Настасья уронила сумку и вцепилась мне в плечо так, что я скривилась от боли.

– Как бабушкой? Ты что несешь?

Вот Светка зараза, подумала я. Но делать было нечего – пришлось вкратце пересказать письмо подруги: о том, что живут они с Николаем хорошо, что Светка учится на вечернем и ждет ребенка...

– Они расписаны? – прервала меня напряженно слушавшая женщина.

– Н-не знаю, она не написала.

– Значит, не расписаны! Живет как б...дь, – припечатала Настасья. Потом как-то искоса взглянула на меня, отвела глаза и быстро попросила: – Ты уж не рассказывай никому, Татьяна, сделай милость, не позорь меня.

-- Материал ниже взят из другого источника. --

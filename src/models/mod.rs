mod ingredient;
mod meal;
mod report;
mod result;

pub use ingredient::IngredientUsage;
pub use meal::{MealDescription, Sourcing, DEFAULT_COOKING_METHOD, DEFAULT_MEAL_TYPE};
pub use report::{
    Comparison, DetailedReport, Equivalent, Equivalents, ReportBaseline, ReportBreakdown,
    ReportEntry, SavingsPotential, SavingsSuggestion,
};
pub use result::{
    BaselineComparison, Breakdown, BreakdownSummary, CalculationResult, IngredientDetail,
    IngredientFactors, SimpleDetail, SimpleResult, Tip, TipKind,
};
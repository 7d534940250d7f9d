use std::path::PathBuf;

use clap::{Parser, Subcommand};

/// MealCarbon — multi-factor carbon footprint calculator for restaurant meals.
#[derive(Parser, Debug)]
#[command(name = "meal_carbon")]
#[command(author, version, about, long_about = None)]
pub struct Cli {
    #[command(subcommand)]
    pub command: Command,

    /// Optional JSON config overriding factor tables and carbon levels.
    #[arg(short, long, global = true)]
    pub config: Option<PathBuf>,

    /// CSV ingredient registry used to fill in missing emission factors.
    #[arg(short, long, global = true)]
    pub registry: Option<PathBuf>,
}

#[derive(Subcommand, Debug)]
pub enum Command {
    /// Multi-factor calculation of a meal request JSON file.
    Calculate {
        /// Path to the meal request JSON file.
        meal: PathBuf,

        /// Also print the detailed report.
        #[arg(long)]
        report: bool,

        /// Write the result as JSON.
        #[arg(long)]
        json: Option<PathBuf>,

        /// Write per-ingredient detail as CSV.
        #[arg(long)]
        csv: Option<PathBuf>,
    },

    /// Flat calculation: summed footprint times one cooking factor.
    Simple {
        /// Path to the meal request JSON file.
        meal: PathBuf,
    },

    /// Detailed report for a stored result JSON file.
    Report {
        /// Path to a result written by `calculate --json`.
        result: PathBuf,
    },

    /// Compare a plant-based meal footprint with a meat meal.
    Compare {
        /// Plant-based meal footprint, kg CO₂e.
        #[arg(long)]
        vegan: f64,

        /// Meat meal footprint, kg CO₂e.
        #[arg(long)]
        meat: f64,
    },

    /// Illustrative equivalents of a carbon mass.
    Equivalents {
        /// Carbon mass, kg CO₂e.
        kg: f64,
    },

    /// Menu label tier for a footprint.
    Level {
        /// Footprint, kg CO₂e.
        kg: f64,
    },

    /// Enter a meal interactively and calculate it.
    Interactive,
}
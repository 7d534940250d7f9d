pub mod prompts;
pub mod render;

pub use prompts::{
    closest_matches, collect_meal_request, prompt_cooking_method, prompt_ingredients,
    prompt_meal_date, prompt_meal_type, prompt_yes_no,
};
pub use render::{
    display_comparison, display_equivalents, display_report, display_result, display_simple,
};
mod manager;
mod persistence;

pub use manager::{IngredientEntry, IngredientRecord, IngredientRegistry, MealRequest};
pub use persistence::{load_meal_request, load_registry, load_result, save_json, write_detail_csv};
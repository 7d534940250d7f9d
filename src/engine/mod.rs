pub mod calculations;
pub mod constants;
pub mod equivalents;
pub mod level;
pub mod report;
pub mod season;
pub mod tables;
pub mod tips;

pub use calculations::{breakdown_percent, percent_of, round_to, CarbonCalculator};
pub use constants::*;
pub use equivalents::{calculate_equivalents, compare_to_meat};
pub use level::{CarbonLevel, CarbonLevelConfig, LevelColors, LevelThresholds};
pub use season::{is_in_season, season_factor, Season};
pub use tables::{FactorTables, SeasonalProduce, TransportFactors, DEFAULT_TABLES};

– Хорошо... Если вы не хотите, я не буду. Я просто не думала, что...

– Что? Что я не хочу стать бабушкой? А вот представь себе – не хочу! Я, может, замуж скоро выйду, Славке (это Суслика Славкой зовут) отец нужен, а то отобьется от рук, как шалава эта... И напиши ей вот что – если хахаль ее выгонит, пусть не вздумает возвращаться: не пущу ни ее, ни отродье непонятно чье. Напиши, слышишь?

Я кивнула. Как-то мне неприятно стало. Тем вечером, сидя на лавочке и вполуха слушая разговоры, я все думала: а вот моя мама выгнала бы меня, если бы я, скажем, забеременела от Андрея, а он не захотел бы жениться? Или не от Андрея, а, например, от Анатолия – парня из нашей группы: он мне записочки пишет и на последней дискотеке подрался с каким-то приятелем Андрея, который полез ему указывать, что я, мол, девушка солдата. Я представила себе, как мама сядет на стул и будет на меня долго смотреть... а потом мы обе хором заревели бы... но она меня ни за что не выгнала бы. Думаю, и попрекать бы особо не стала.

Светке я все написала, она ответила в том смысле – пусть подавится своей свободой, и квартирой, и всем остальным. Потом позвонила, сказала, что родила девчонку, назвала Марией. Я так за нее счастлива...


Андрей вернулся из армии, и у нас все опять идет ни шатко ни валко. И я даже позавидовала Светке, которая вдруг позвонила и сообщила, что они с Николаем разошлись. Так я и не поняла, что там у них не сложилось – по этому поводу Светка была весьма невнятна. Но квартиру он ей и дочке оставил, потому домой к тетке Настасье Светка не вернулась.

Вот у человека жизнь кипит. А здесь? Андрей меня вчера до дома провожал, зашел, мама позвонила, сказала, что задерживается. По времени понятно – успеваем. Позанимались сексом. Потом он ушел, а я села смотреть «Римские каникулы». Каждый раз, вставляя в магнитофон кассету, я испытываю чувство стыда. Это единственная вещь, которую я украла. Наверное, с точки зрения морали и нравственности, или, если угодно, греха, не так важно, сколько этих вещей – одна или много. Все равно нехорошо. Но ведь она все равно пылилась бы на полке! Ее даже никто не хватился, честное слово!